(ATTN: UPDATES with comments, details in paras 3, 10-11; CHANGES photo)
By Kim Eun-jung
SEJONG, Dec. 18 (Yonhap) -- South Korea's industry ministry pledged Tuesday to bolster efforts to upgrade the competitiveness of the country's key industrial sectors by expanding research and development efforts and easing regulations.
The Ministry of Trade, Industry and Energy announced a set of measures to spur innovation in key export sectors, including semiconductors, displays and rechargeable batteries, in the face of toughening competition with emerging rivals.
"The high value-added strategies are aimed at innovation in the manufacturing industry and securing fresh growth momentum," Industry minister Sung Yun-mo said in a briefing. "The manufacturing support measures will help create jobs and boost the local economy."
Samsung Electronics Co. and SK hynix Inc., the world's top two chipmakers, have posted robust earnings in 2018 on strong chip demand for mobile devices and servers, but the prospects are not overly rosy amid a slowdown in the chipmaking sector next year.
China's aggressive efforts to develop its semiconductor industry to reduce its reliance on imports also pose risks to their market outlook in the mid and long term, according to the ministry.

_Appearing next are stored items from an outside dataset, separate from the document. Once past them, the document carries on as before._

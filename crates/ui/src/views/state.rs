use dioxus::prelude::*;

use services::{LoadError, NameServiceError, SessionError};

#[derive(Clone, Copy, Debug, PartialEq, Eq)]
pub enum ViewError {
    EmptyBank,
    BankUnreachable,
    BankMalformed,
    NoEligibleQuestions,
    InvalidCount,
    NameTooLong,
    Unknown,
}

impl ViewError {
    #[must_use]
    pub fn message(self) -> &'static str {
        match self {
            ViewError::EmptyBank => "The question bank has no questions yet.",
            ViewError::BankUnreachable => "Could not reach the question bank.",
            ViewError::BankMalformed => "The question bank could not be read.",
            ViewError::NoEligibleQuestions => "No questions of that type are available.",
            ViewError::InvalidCount => "Choose between 5 and 500 questions.",
            ViewError::NameTooLong => "Names can be at most 64 characters.",
            ViewError::Unknown => "Something went wrong. Please try again.",
        }
    }

    /// Informational rather than a failure.
    #[must_use]
    pub fn is_notice(self) -> bool {
        matches!(self, ViewError::EmptyBank | ViewError::NoEligibleQuestions)
    }

    #[must_use]
    pub fn is_retryable(self) -> bool {
        matches!(
            self,
            ViewError::BankUnreachable | ViewError::BankMalformed | ViewError::Unknown
        )
    }
}

impl From<&SessionError> for ViewError {
    fn from(err: &SessionError) -> Self {
        match err {
            SessionError::EmptyBank => ViewError::EmptyBank,
            SessionError::NoEligibleQuestions { .. } => ViewError::NoEligibleQuestions,
            SessionError::Load(LoadError::Unreachable(_)) => ViewError::BankUnreachable,
            SessionError::Load(LoadError::Malformed(_)) => ViewError::BankMalformed,
            _ => ViewError::Unknown,
        }
    }
}

impl From<&NameServiceError> for ViewError {
    fn from(err: &NameServiceError) -> Self {
        match err {
            NameServiceError::Invalid(_) => ViewError::NameTooLong,
            _ => ViewError::Unknown,
        }
    }
}

#[derive(Clone, Debug, PartialEq)]
pub enum ViewState<T> {
    Idle,
    Loading,
    Ready(T),
    Error(ViewError),
}

#[must_use]
pub fn view_state_from_resource<T: Clone>(
    resource: Resource<Result<T, ViewError>>,
) -> ViewState<T> {
    match resource.state().cloned() {
        UseResourceState::Pending => ViewState::Loading,
        UseResourceState::Ready => match resource.value().read().as_ref() {
            Some(Ok(data)) => ViewState::Ready(data.clone()),
            Some(Err(err)) => ViewState::Error(*err),
            None => ViewState::Error(ViewError::Unknown),
        },
        UseResourceState::Paused | UseResourceState::Stopped => ViewState::Idle,
    }
}
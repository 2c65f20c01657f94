use std::sync::Arc;

use services::{Clock, NameService, QuizLoopService};

pub trait UiApp: Send + Sync {
    fn quiz_loop(&self) -> Arc<QuizLoopService>;
    fn names(&self) -> Arc<NameService>;
}

#[derive(Clone)]
pub struct AppContext {
    quiz_loop: Arc<QuizLoopService>,
    names: Arc<NameService>,
}

impl AppContext {
    #[must_use]
    pub fn new(app: &Arc<dyn UiApp>) -> Self {
        Self {
            quiz_loop: app.quiz_loop(),
            names: app.names(),
        }
    }

    #[must_use]
    pub fn quiz_loop(&self) -> Arc<QuizLoopService> {
        Arc::clone(&self.quiz_loop)
    }

    #[must_use]
    pub fn names(&self) -> Arc<NameService> {
        Arc::clone(&self.names)
    }

    #[must_use]
    pub fn clock(&self) -> Clock {
        self.quiz_loop.clock()
    }
}

// This context is provided by the application composition root (e.g. `crates/app`).

/// Build an `AppContext` from a UI-facing app implementation.
#[must_use]
pub fn build_app_context(app: &Arc<dyn UiApp>) -> AppContext {
    AppContext::new(app)
}
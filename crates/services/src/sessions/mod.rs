mod plan;
mod progress;
mod service;
mod view;
mod workflow;

// Public API of the quiz session subsystem.
pub use crate::error::SessionError;
pub use plan::{SessionBuilder, SessionPlan, mixed_targets};
pub use progress::QuizProgress;
pub use service::{QuizResults, QuizRun, SubmitReason, TickOutcome};
pub use view::{
    OptionView, PaletteEntry, QuestionView, ResultItemView, ResultOptionView, ResultsView, palette,
};
pub use workflow::QuizLoopService;
use async_trait::async_trait;
use reqwest::StatusCode;
use storage::{BankSource, StorageError};

/// Fetches the bank with a plain HTTP GET.
#[derive(Clone)]
pub struct HttpBankSource {
    client: reqwest::Client,
    url: String,
}

impl HttpBankSource {
    #[must_use]
    pub fn new(url: impl Into<String>) -> Self {
        Self {
            client: reqwest::Client::new(),
            url: url.into(),
        }
    }
}

#[async_trait]
impl BankSource for HttpBankSource {
    fn describe(&self) -> String {
        self.url.clone()
    }

    async fn fetch(&self) -> Result<Vec<u8>, StorageError> {
        let response = self
            .client
            .get(&self.url)
            .send()
            .await
            .map_err(|err| StorageError::Connection(err.to_string()))?;

        let status = response.status();
        if status == StatusCode::NOT_FOUND {
            return Err(StorageError::NotFound(self.url.clone()));
        }
        if !status.is_success() {
            return Err(StorageError::Connection(format!(
                "{} returned status {status}",
                self.url
            )));
        }

        let body = response
            .bytes()
            .await
            .map_err(|err| StorageError::Connection(err.to_string()))?;
        Ok(body.to_vec())
    }
}
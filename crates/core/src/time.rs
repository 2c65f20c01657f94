use chrono::{DateTime, Duration, Utc};

/// Wall-clock source for session timestamps. Tests pin it with `Clock::Fixed`.
#[derive(Debug, Clone, Copy, Default)]
pub enum Clock {
    #[default]
    Default,
    Fixed(DateTime<Utc>),
}

impl Clock {
    #[must_use]
    pub fn default_clock() -> Self {
        Self::Default
    }

    #[must_use]
    pub fn fixed(at: DateTime<Utc>) -> Self {
        Self::Fixed(at)
    }

    #[must_use]
    pub fn now(&self) -> DateTime<Utc> {
        match self {
            Clock::Default => Utc::now(),
            Clock::Fixed(t) => *t,
        }
    }

    /// Move a fixed clock forward. No effect on `Clock::Default`.
    pub fn advance(&mut self, delta: Duration) {
        if let Clock::Fixed(t) = self {
            *t += delta;
        }
    }
}

/// Whole seconds between two instants, zero when `to` precedes `from`.
#[must_use]
pub fn elapsed_secs(from: DateTime<Utc>, to: DateTime<Utc>) -> u64 {
    u64::try_from((to - from).num_seconds()).unwrap_or(0)
}

/// Render seconds as `m:ss` (minutes are not wrapped into hours).
#[must_use]
pub fn format_mmss(seconds: u64) -> String {
    format!("{}:{:02}", seconds / 60, seconds % 60)
}

/// Deterministic timestamp for tests (2023-11-14T22:13:20Z).
pub const FIXED_TEST_TIMESTAMP: i64 = 1_700_000_000;

/// # Panics
///
/// Panics if the fixed timestamp cannot be represented.
#[must_use]
pub fn fixed_now() -> DateTime<Utc> {
    DateTime::<Utc>::from_timestamp(FIXED_TEST_TIMESTAMP, 0)
        .expect("fixed timestamp should be valid")
}

#[must_use]
pub fn fixed_clock() -> Clock {
    Clock::fixed(fixed_now())
}
use thiserror::Error;

use crate::model::{ConfigError, QuestionError, SessionStateError, TakerNameError};

#[derive(Debug, Error)]
#[non_exhaustive]
pub enum Error {
    #[error(transparent)]
    Question(#[from] QuestionError),
    #[error(transparent)]
    Session(#[from] SessionStateError),
    #[error(transparent)]
    Config(#[from] ConfigError),
    #[error(transparent)]
    TakerName(#[from] TakerNameError),
}
use std::cell::RefCell;
use std::rc::Rc;
use std::sync::Arc;

use dioxus::core::NoOpMutations;
use dioxus::prelude::*;
use dioxus_router::{Routable, Router};
use quiz_core::model::{QuizConfig, TimingPolicy, TypeFilter};
use quiz_core::time::fixed_now;
use rand::SeedableRng;
use rand::rngs::StdRng;
use services::{AppServices, Clock, NameService, QuizLoopService, QuizRun};
use storage::repository::{InMemoryRepository, Storage};

use crate::context::{UiApp, build_app_context};
use crate::store::QuizStore;
use crate::views::{QuizView, ResultsView, SetupView};

/// Four single-choice and two multi-choice questions.
pub const SMALL_BANK: &str = r#"[
    {"question": "Capital of France?", "answer_options": ["Paris", "Lyon"], "correct_answers": ["Paris"]},
    {"question": "2 + 3?", "answer_options": ["4", "5", "6"], "correct_answers": ["5"]},
    {"question": "Largest planet?", "answer_options": ["Mars", "Jupiter"], "correct_answers": ["Jupiter"]},
    {"question": "Boiling point of water (C)?", "answer_options": ["90", "100"], "correct_answers": ["100"]},
    {"question": "Primes?", "answer_options": ["2", "4", "7"], "correct_answers": ["2", "7"], "is_multi_choice": true},
    {"question": "Even numbers?", "answer_options": ["1", "2", "8"], "correct_answers": ["2", "8"], "is_multi_choice": true}
]"#;

#[derive(Clone)]
struct TestApp {
    services: AppServices,
}

impl UiApp for TestApp {
    fn quiz_loop(&self) -> Arc<QuizLoopService> {
        self.services.quiz_loop()
    }

    fn names(&self) -> Arc<NameService> {
        self.services.names()
    }
}

#[derive(Clone, Copy, PartialEq, Eq)]
pub enum ViewKind {
    Setup,
    Quiz,
    Results,
}

#[derive(Props, Clone)]
struct ViewHarnessProps {
    app: Arc<TestApp>,
    view: ViewKind,
    seed: Rc<RefCell<Option<QuizRun>>>,
}

impl PartialEq for ViewHarnessProps {
    fn eq(&self, _other: &Self) -> bool {
        true
    }
}

#[component]
fn ViewRouterHarness(props: ViewHarnessProps) -> Element {
    let app: Arc<dyn UiApp> = props.app.clone();
    use_context_provider(|| build_app_context(&app));
    use_context_provider(|| props.view);
    let seed = Rc::clone(&props.seed);
    use_context_provider(move || QuizStore::with_run(seed.borrow_mut().take()));
    rsx! { Router::<TestRoute> {} }
}

#[derive(Clone, Routable, PartialEq)]
#[rustfmt::skip]
enum TestRoute {
    #[route("/")]
    Root {},
}

#[component]
fn Root() -> Element {
    let view = use_context::<ViewKind>();
    match view {
        ViewKind::Setup => rsx! { SetupView {} },
        ViewKind::Quiz => rsx! { QuizView {} },
        ViewKind::Results => rsx! { ResultsView {} },
    }
}

pub struct ViewHarness {
    pub dom: VirtualDom,
}

impl ViewHarness {
    pub fn rebuild(&mut self) {
        self.dom.rebuild_in_place();
        drive_dom(&mut self.dom);
    }

    pub async fn drive_async(&mut self) {
        let _ = tokio::time::timeout(
            std::time::Duration::from_millis(50),
            self.dom.wait_for_work(),
        )
        .await;
        self.dom.render_immediate(&mut NoOpMutations);
        self.dom.process_events();
    }

    pub fn render(&self) -> String {
        dioxus_ssr::render(&self.dom)
    }
}

pub fn drive_dom(dom: &mut VirtualDom) {
    dom.process_events();
    dom.render_immediate(&mut NoOpMutations);
    dom.process_events();
}

fn services_for(repo: &InMemoryRepository) -> AppServices {
    AppServices::new(
        &Storage::from_repository(repo.clone()),
        Clock::fixed(fixed_now()),
        TimingPolicy::default(),
    )
}

fn build(view: ViewKind, services: AppServices, run: Option<QuizRun>) -> ViewHarness {
    let dom = VirtualDom::new_with_props(
        ViewRouterHarness,
        ViewHarnessProps {
            app: Arc::new(TestApp { services }),
            view,
            seed: Rc::new(RefCell::new(run)),
        },
    );
    ViewHarness { dom }
}

/// Harness over `repo` with no quiz in progress.
pub fn setup_view_harness(view: ViewKind, repo: InMemoryRepository) -> ViewHarness {
    let services = services_for(&repo);
    build(view, services, None)
}

/// Harness over an arbitrary storage, for bank sources that need control over
/// when the fetch completes.
pub fn setup_view_harness_with_storage(view: ViewKind, storage: &Storage) -> ViewHarness {
    let services = AppServices::new(storage, Clock::fixed(fixed_now()), TimingPolicy::default());
    build(view, services, None)
}

/// Harness with a five-question mixed run drawn from `SMALL_BANK`, after
/// `prepare` has been applied to it.
pub async fn setup_view_harness_with_run(
    view: ViewKind,
    prepare: impl FnOnce(&mut QuizRun),
) -> ViewHarness {
    setup_view_harness_with_bank_run(view, SMALL_BANK, prepare).await
}

/// Harness with a mixed run of up to five questions drawn from `bank`.
pub async fn setup_view_harness_with_bank_run(
    view: ViewKind,
    bank: &str,
    prepare: impl FnOnce(&mut QuizRun),
) -> ViewHarness {
    let repo = InMemoryRepository::with_bank(bank);
    let services = services_for(&repo);
    let quiz_loop = services.quiz_loop();
    let bank = quiz_loop.load_bank().await.expect("load bank");
    let config = QuizConfig::new(5, TypeFilter::Mixed).expect("config");
    let mut run = quiz_loop
        .start_from_bank(&bank, config, None, &mut StdRng::seed_from_u64(7))
        .expect("start run");
    prepare(&mut run);
    build(view, services, Some(run))
}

To widen the gap with fast-followers, the ministry said it will work with industry leaders to create semiconductor clusters to create synergy between chipmakers and their parts makers.
Samsung Electronics and SK hynix will invest 120 trillion won (US$106.2 billion) in the next 10 years to create a semiconductor cluster composed of four production lines and 50 contractors, according to the ministry.
The ministry also vowed to support the research and development of the next-generation memory chips and displays and invest in new materials for rechargeable batteries.
It will additionally designate "key national technologies" to protect their intellectual property rights and take measures to prevent technology leakage to foreign countries.
The government also aims to create 30,000 smart factories and 10 smart industrial zones by 2022 to boost synergies between companies, provincial governments and academia.
A smart factory is a highly digitized and connected production facility aimed at improving workplace productivity and safety. The so-called "factory of the future" is one of the key concepts of the fourth industrial revolution and is still in an early stage of development.
To achieve the goal, the government vowed to cut red tape in emerging technologies and create "regulatory sandboxes" to allow testing of new technologies.
A regulatory sandbox is a concept that allows small-scale, live testing of innovations by private firms in a controlled environment under the regulator's provision. It is aimed at addressing frictions with the regulator's desire to encourage and enable innovation.